Functional assays confirm the structure of the BEN:DNA complex. (A) Summary of intermolecular hydrogen-bonding contacts to the sugar-phosphate backbone. (B) Summary of base-specific intermolecular hydrogen-bonding contacts. (C) Mutation of several BEN domain residues involved in base-specific recognition abrogates their functionality in gel shift assays visualized with ethidium bromide. (D) Mutations of DNA base pairs involved in base-specific recognition by the BEN domain abrogate association with Insv-BEN in gel shift assays. (E) A panel of V5-tagged Insv proteins bearing alanine mutations of side chain-contacting residues in the BEN domain were transfected into S2 cells. Western analysis showed normal accumulation of all of the Insv variants. (F) Immunostaining of Insv constructs in S2 cells showed that both wild type and the D351A+K354A double mutant exhibited nuclear localization (as did other mutant Insv proteins) (see Supplemental Fig. 5). (G) BEN domain mutants of Insv were cotransfected with wild-type and mutant insv transcriptional reporters.

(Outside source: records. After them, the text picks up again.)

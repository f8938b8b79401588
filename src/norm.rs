//! Norm of vectors

use ndarray::{prelude::*, Data};

/// Define norm as a metric linear space, treating the whole matrix as one big vector.
pub trait Norm {
    type Output;

    /// L-1 norm
    fn norm_l1(&self) -> Self::Output;
    /// L-2 norm, computed with scaling so that it neither overflows nor underflows
    fn norm_l2(&self) -> Self::Output;
    /// Maximum norm (L-infinite)
    fn norm_max(&self) -> Self::Output;
}

impl<A, S, D> Norm for ArrayBase<S, D>
where
    A: NdFloat,
    S: Data<Elem = A>,
    D: Dimension,
{
    type Output = A;

    fn norm_l1(&self) -> Self::Output {
        self.iter().fold(A::zero(), |acc, x| acc + x.abs())
    }

    fn norm_l2(&self) -> Self::Output {
        let scale = self.norm_max();
        if scale.is_zero() || !scale.is_finite() {
            return scale;
        }
        let sum_sq = self.iter().fold(A::zero(), |acc, &x| {
            let x = x / scale;
            acc + x * x
        });
        scale * sum_sq.sqrt()
    }

    fn norm_max(&self) -> Self::Output {
        self.iter().fold(A::zero(), |f, &val| val.abs().max(f))
    }
}

#[cfg(test)]
mod tests {
    use approx::assert_abs_diff_eq;

    use super::*;

    #[test]
    fn norms() {
        let a = array![[1.0f64, -3.], [2., -8.]];
        assert_abs_diff_eq!(a.norm_l1(), 14.);
        assert_abs_diff_eq!(a.norm_l2(), 78.0f64.sqrt(), epsilon = 1e-12);
        assert_abs_diff_eq!(a.norm_max(), 8.);

        let zeros = Array1::<f64>::zeros(3);
        assert_eq!(zeros.norm_l2(), 0.);
    }

    #[test]
    fn norm_l2_extreme() {
        let big = array![3e200f64, 4e200];
        assert_abs_diff_eq!(big.norm_l2() / 5e200, 1.0, epsilon = 1e-12);
        let small = array![3e-200f64, 4e-200];
        assert_abs_diff_eq!(small.norm_l2() / 5e-200, 1.0, epsilon = 1e-12);
    }
}
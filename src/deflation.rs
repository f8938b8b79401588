//! Deflation of the merged secular problem
//!
//! Before the secular equation is solved, entries of the update vector that are negligible, and
//! pairs of diagonal entries that are numerically equal, are removed from the problem. The
//! columns they correspond to are already singular vectors of the merged matrix, so they skip
//! the secular solve entirely.

use std::ops::AddAssign;

use ndarray::{Array1, ArrayBase, ArrayView1, ArrayViewMut1, ArrayViewMut2, DataMut, Ix2, NdFloat};
use num_traits::Float;

use crate::{givens::GivensRotation, perm::Permutation, LinalgError, Result};

/// Nonzero structure of a column of the merged singular vectors
///
/// The declaration order is the order in which columns are packed.
#[derive(Debug, Clone, Copy, PartialEq, Eq, Hash)]
pub enum ColumnType {
    /// Only nonzero in the rows of the first subproblem
    FirstBlock,
    /// Only nonzero in the rows of the second subproblem
    SecondBlock,
    Dense,
    Deflated,
}

impl ColumnType {
    pub const COUNT: usize = 4;

    pub fn index(self) -> usize {
        match self {
            ColumnType::FirstBlock => 0,
            ColumnType::SecondBlock => 1,
            ColumnType::Dense => 2,
            ColumnType::Deflated => 3,
        }
    }
}

/// Deflation counters
#[derive(Debug, Clone, Copy, Default, PartialEq, Eq)]
pub struct DeflationInfo {
    pub num_deflations: usize,
    pub num_small_update_deflations: usize,
    pub num_close_diagonal_deflations: usize,
}

impl AddAssign for DeflationInfo {
    fn add_assign(&mut self, rhs: Self) {
        self.num_deflations += rhs.num_deflations;
        self.num_small_update_deflations += rhs.num_small_update_deflations;
        self.num_close_diagonal_deflations += rhs.num_close_diagonal_deflations;
    }
}

/// Outcome of [`deflate`]
#[derive(Debug, Clone)]
pub struct Deflation {
    /// Maps sorted indices to their position after deflation. Undeflated entries come first, in
    /// their sorted order, followed by the deflated ones.
    pub perm: Permutation,
    pub num_undeflated: usize,
    pub info: DeflationInfo,
}

impl Deflation {
    /// Gathers the undeflated entries of `values`, given in sorted order.
    pub fn undeflated<A: Clone>(&self, values: ArrayView1<A>) -> Array1<A> {
        (0..self.num_undeflated)
            .map(|pos| values[self.perm.preimage(pos)].clone())
            .collect()
    }
}

/// Singular vectors that deflation rotations are applied to
///
/// `columns[j]` is the column of `u` and `v` holding the vector of sorted index `j`.
pub struct SingularVectors<'a, A> {
    pub u: ArrayViewMut2<'a, A>,
    pub v: ArrayViewMut2<'a, A>,
    pub columns: &'a [usize],
}

fn signum<A: Float>(x: A) -> A {
    if x >= A::zero() {
        A::one()
    } else {
        -A::one()
    }
}

/// Makes sure the leading update entry is at least `tol` in magnitude, keeping its sign.
pub fn clamp_anchor<A: Float>(r0: A, tol: A) -> A {
    if r0.abs() < tol {
        signum(r0) * tol
    } else {
        r0
    }
}

/// Rotates the update entry of the extra column of a rectangular merge into the leading entry.
///
/// `v` is rotated in columns `anchor` and `extra` so that `extra` spans the null space of the
/// merged matrix. If both entries are negligible, the leading entry is clamped to `tol` instead
/// and `v` is left alone. Returns the new leading entry.
pub fn rotate_extra_column<A: NdFloat, S: DataMut<Elem = A>>(
    r0: A,
    rho_extra: A,
    tol: A,
    v: &mut ArrayBase<S, Ix2>,
    anchor: usize,
    extra: usize,
) -> A {
    let (rot, gamma) = GivensRotation::from_pair(r0, rho_extra);
    if gamma <= tol {
        return signum(r0) * tol;
    }
    if rot != GivensRotation::identity() {
        rot.rotate_cols(v, anchor, extra);
    }
    gamma
}

/// Sends sorted index `j` to the back of the deflation order.
fn retire(image: &mut [usize], j: usize, info: &mut DeflationInfo) -> usize {
    let pos = (image.len() - 1) - info.num_deflations;
    image[j] = pos;
    info.num_deflations += 1;
    pos
}

/// Classifies the sorted merged problem `(d, r)` and applies the deflating rotations.
///
/// `d` must be ascending with `d[0] == 0`; index 0 is never deflated. Deflated entries of `r`
/// are zeroed (or already negligible), and `types` is updated in place. Rotations that mix two
/// columns are applied to `r` and to the corresponding columns of `vectors`.
///
/// Fails if `d` is empty or if `r`, `types` and `vectors.columns` do not all match its length.
pub fn deflate<A: NdFloat>(
    d: ArrayView1<A>,
    mut r: ArrayViewMut1<A>,
    types: &mut [ColumnType],
    tol: A,
    vectors: &mut SingularVectors<A>,
    progress: bool,
) -> Result<Deflation> {
    let m = d.len();
    if m == 0 {
        return Err(LinalgError::EmptyMatrix);
    }
    for actual in [r.len(), types.len(), vectors.columns.len()] {
        if actual != m {
            return Err(LinalgError::WrongLength {
                expected: m,
                actual,
            });
        }
    }

    let mut image = vec![0; m];
    let mut info = DeflationInfo::default();
    let mut num_undeflated = 1;
    // Most recent index that survived the small update test. It is only finalized once the next
    // surviving index is known not to be close to it.
    let mut candidate: Option<usize> = None;

    for j in 1..m {
        if r[j].abs() <= tol {
            let pos = retire(&mut image, j, &mut info);
            types[j] = ColumnType::Deflated;
            info.num_small_update_deflations += 1;
            if progress {
                log::debug!("deflating {j} to {pos}: |r[{j}]| = {:e} <= {:e}", r[j].abs(), tol);
            }
            continue;
        }

        match candidate {
            None if d[j] <= tol => {
                // d[j] is indistinguishable from d[0] = 0, so fold r[j] into r[0]. Only the right
                // vectors mix, the left ones are unaffected up to the tolerance.
                let (rot, gamma) = GivensRotation::from_pair(r[0], r[j]);
                r[0] = gamma;
                r[j] = A::zero();
                rot.rotate_cols(
                    &mut vectors.v,
                    vectors.columns[0],
                    vectors.columns[j],
                );
                let pos = retire(&mut image, j, &mut info);
                types[j] = ColumnType::Deflated;
                info.num_close_diagonal_deflations += 1;
                if progress {
                    log::debug!("deflating {j} to {pos}: d[{j}] = {:e} <= {:e}", d[j], tol);
                }
            }
            None => candidate = Some(j),
            Some(prev) if d[j] - d[prev] <= tol => {
                let (rot, gamma) = GivensRotation::from_pair(r[j], r[prev]);
                r[j] = gamma;
                r[prev] = A::zero();
                let (x, y) = (vectors.columns[j], vectors.columns[prev]);
                rot.rotate_cols(&mut vectors.u, x, y);
                rot.rotate_cols(&mut vectors.v, x, y);
                let pos = retire(&mut image, prev, &mut info);
                if types[prev] != types[j] {
                    types[j] = ColumnType::Dense;
                }
                types[prev] = ColumnType::Deflated;
                info.num_close_diagonal_deflations += 1;
                if progress {
                    log::debug!(
                        "deflating {prev} to {pos}: d[{j}] - d[{prev}] = {:e} <= {:e}",
                        d[j] - d[prev],
                        tol
                    );
                }
                candidate = Some(j);
            }
            Some(prev) => {
                image[prev] = num_undeflated;
                if progress {
                    log::trace!("keeping {prev} at {num_undeflated}");
                }
                num_undeflated += 1;
                candidate = Some(j);
            }
        }
    }
    if let Some(prev) = candidate {
        image[prev] = num_undeflated;
        num_undeflated += 1;
    }
    debug_assert_eq!(num_undeflated + info.num_deflations, m);

    Ok(Deflation {
        perm: Permutation::from_images_unchecked(image),
        num_undeflated,
        info,
    })
}
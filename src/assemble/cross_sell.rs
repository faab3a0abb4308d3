use serde::Serialize;

use super::record::CanonicalProductRecord;
use crate::lexicon::Limits;
use crate::synth::rng;

/// Compact product reference used in cross-sell lists.
#[derive(Debug, Clone, PartialEq, Serialize)]
pub struct ProductCard {
    pub id: String,
    pub title: String,
    pub price: Option<f64>,
    pub category: String,
    pub images: Vec<String>,
}

impl ProductCard {
    /// Only records with at least one gallery image can be shown as a card.
    pub fn from_record(r: &CanonicalProductRecord) -> Option<Self> {
        let hero = r.images.first()?;
        Some(ProductCard {
            id: r.id.clone(),
            title: r.title.clone(),
            price: r.price,
            category: r.category.clone(),
            images: vec![hero.clone()],
        })
    }
}

fn pick(tag: &str, asin: &str, pool: &[ProductCard], n: usize) -> Vec<ProductCard> {
    let mut cards = pool.to_vec();
    rng::shuffle(&mut rng::seeded(tag, asin), &mut cards);
    cards.truncate(n);
    cards
}

/// Fill `related` and `customer_also_viewed` from the finished batch. Runs
/// after every record exists; a record never lists itself.
pub fn attach(records: &mut [CanonicalProductRecord], limits: &Limits) {
    let cards: Vec<ProductCard> = records.iter().filter_map(ProductCard::from_record).collect();

    for r in records.iter_mut() {
        let pool: Vec<ProductCard> = cards.iter().filter(|c| c.id != r.id).cloned().collect();
        r.related = pick("related:", &r.asin, &pool, limits.related_count);
        r.customer_also_viewed = pick("viewed:", &r.asin, &pool, limits.also_viewed_count);
    }
}

#[cfg(test)]
mod tests {
    use super::*;
    use crate::assemble::tests::sample_record;

    #[test]
    fn ten_record_batch() {
        let mut records: Vec<_> = (0..10).map(sample_record).collect();
        attach(&mut records, &Limits::default());

        for r in &records {
            assert_eq!(r.related.len(), 5);
            assert_eq!(r.customer_also_viewed.len(), 8);
            assert!(r.related.iter().all(|c| c.id != r.id));
            assert!(r.customer_also_viewed.iter().all(|c| c.id != r.id));
            assert!(r.related.iter().all(|c| c.images.len() == 1));
        }
    }

    #[test]
    fn imageless_records_are_not_cards() {
        let mut records: Vec<_> = (0..3).map(sample_record).collect();
        records[1].images.clear();
        attach(&mut records, &Limits::default());

        assert_eq!(records[0].related.len(), 1);
        assert_eq!(records[1].related.len(), 2);
        assert!(records[0].related.iter().all(|c| c.id != records[1].id));
    }

    #[test]
    fn linkage_is_deterministic() {
        let mut a: Vec<_> = (0..10).map(sample_record).collect();
        let mut b: Vec<_> = (0..10).map(sample_record).collect();
        attach(&mut a, &Limits::default());
        attach(&mut b, &Limits::default());
        for (x, y) in a.iter().zip(&b) {
            assert_eq!(x.related, y.related);
            assert_eq!(x.customer_also_viewed, y.customer_also_viewed);
        }
    }
}
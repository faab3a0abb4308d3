use std::fs;
use std::path::Path;

use anyhow::{Context, Result};
use serde::Serialize;
use tracing::info;

use crate::assemble::index::BatchIndexes;
use crate::assemble::record::CanonicalProductRecord;

pub const INDEX_FILE: &str = "_index.json";
pub const ASIN_MAP_FILE: &str = "_asin_map.json";
pub const CATEGORY_INDEX_FILE: &str = "_category_index.json";

fn write_json<T: Serialize + ?Sized>(path: &Path, value: &T) -> Result<()> {
    let body = serde_json::to_string_pretty(value)
        .with_context(|| format!("Failed to serialize {:?}", path))?;
    fs::write(path, body).with_context(|| format!("Failed to write {:?}", path))
}

/// Write every record under its handle and its identifier, then the three
/// batch indexes. Returns the number of files written.
pub fn write_batch(
    out_dir: &Path,
    records: &[CanonicalProductRecord],
    indexes: &BatchIndexes,
) -> Result<usize> {
    fs::create_dir_all(out_dir).with_context(|| format!("Failed to create {:?}", out_dir))?;

    let mut written = 0;
    for r in records {
        write_json(&out_dir.join(format!("{}.json", r.handle)), r)?;
        write_json(&out_dir.join(format!("{}.json", r.asin)), r)?;
        written += 2;
    }

    write_json(&out_dir.join(INDEX_FILE), &indexes.products)?;
    write_json(&out_dir.join(ASIN_MAP_FILE), &indexes.asin_map)?;
    write_json(&out_dir.join(CATEGORY_INDEX_FILE), &indexes.categories)?;
    written += 3;

    info!(dir = ?out_dir, records = records.len(), files = written, "wrote batch");
    Ok(written)
}
pub mod blob;
pub mod document;
pub mod extract;
pub mod text;

use std::path::Path;

use tracing::debug;

use crate::error::PipelineError;
use crate::images::{self, ResolvedImages};
use crate::lexicon::Lexicon;
use document::SourceDocument;
use extract::ExtractedFields;

/// Everything read from one product page before any copy is synthesized.
#[derive(Debug)]
pub struct ParsedPage {
    pub asin: String,
    pub fields: ExtractedFields,
    pub resolved: ResolvedImages,
}

/// Load → identify → extract fields → resolve imagery.
pub fn process_page(path: &Path, lexicon: &Lexicon) -> Result<ParsedPage, PipelineError> {
    let doc = SourceDocument::load(path)?;
    let asin = doc
        .identifier()
        .ok_or_else(|| PipelineError::MissingIdentifier(path.to_path_buf()))?;

    let mut fields = extract::extract_all(&doc, lexicon);
    if fields.title.is_empty() {
        fields.title = format!("Product {}", asin);
    }
    let resolved = images::resolve(&doc, &fields, lexicon);

    debug!(
        %asin,
        gallery = resolved.images.gallery.len(),
        description = resolved.images.description.len(),
        sizes = fields.sizes.len(),
        colors = fields.colors.len(),
        "parsed page"
    );
    Ok(ParsedPage {
        asin,
        fields,
        resolved,
    })
}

S304A had only mild effects, but D351A and K354A were strongly compromised for transcriptional repression. The D351A+K354A double mutant was completely inactive.

Figure 6.

Conservation of DNA-binding capacity in a mammalian neural BEN-solo protein. (A) Alignment of the Insv BEN domain (starting with the second α helix) (see Fig. 3) with BEN domains from other proteins reveals conservation of critical DNA-contacting residues in some Drosophila and mammalian proteins. (B) A BAC transgenic mouse bearing a knock-in of GFP into BEND5 exhibits specific expression in the cortex (data from the GENSAT project, http://www.gensat.org). The boxed region is enlarged in C and highlights expression of BEND5 in layer V pyramidal neurons. (D) A VP16 fusion to the BEN domain of human BEND5 can activate the Insv reporter but does not affect the mutant reporter. (E) Full-length human BEND5 represses a wild-type but not mutant Insv reporter in HEK293T cells. (F) Gel shift analysis using radiolabeled probes confirms specific binding of hBEND5 to a probe from the Drosophila vg gene bearing an Insv site but not a vg probe mutated at the Insv-binding site.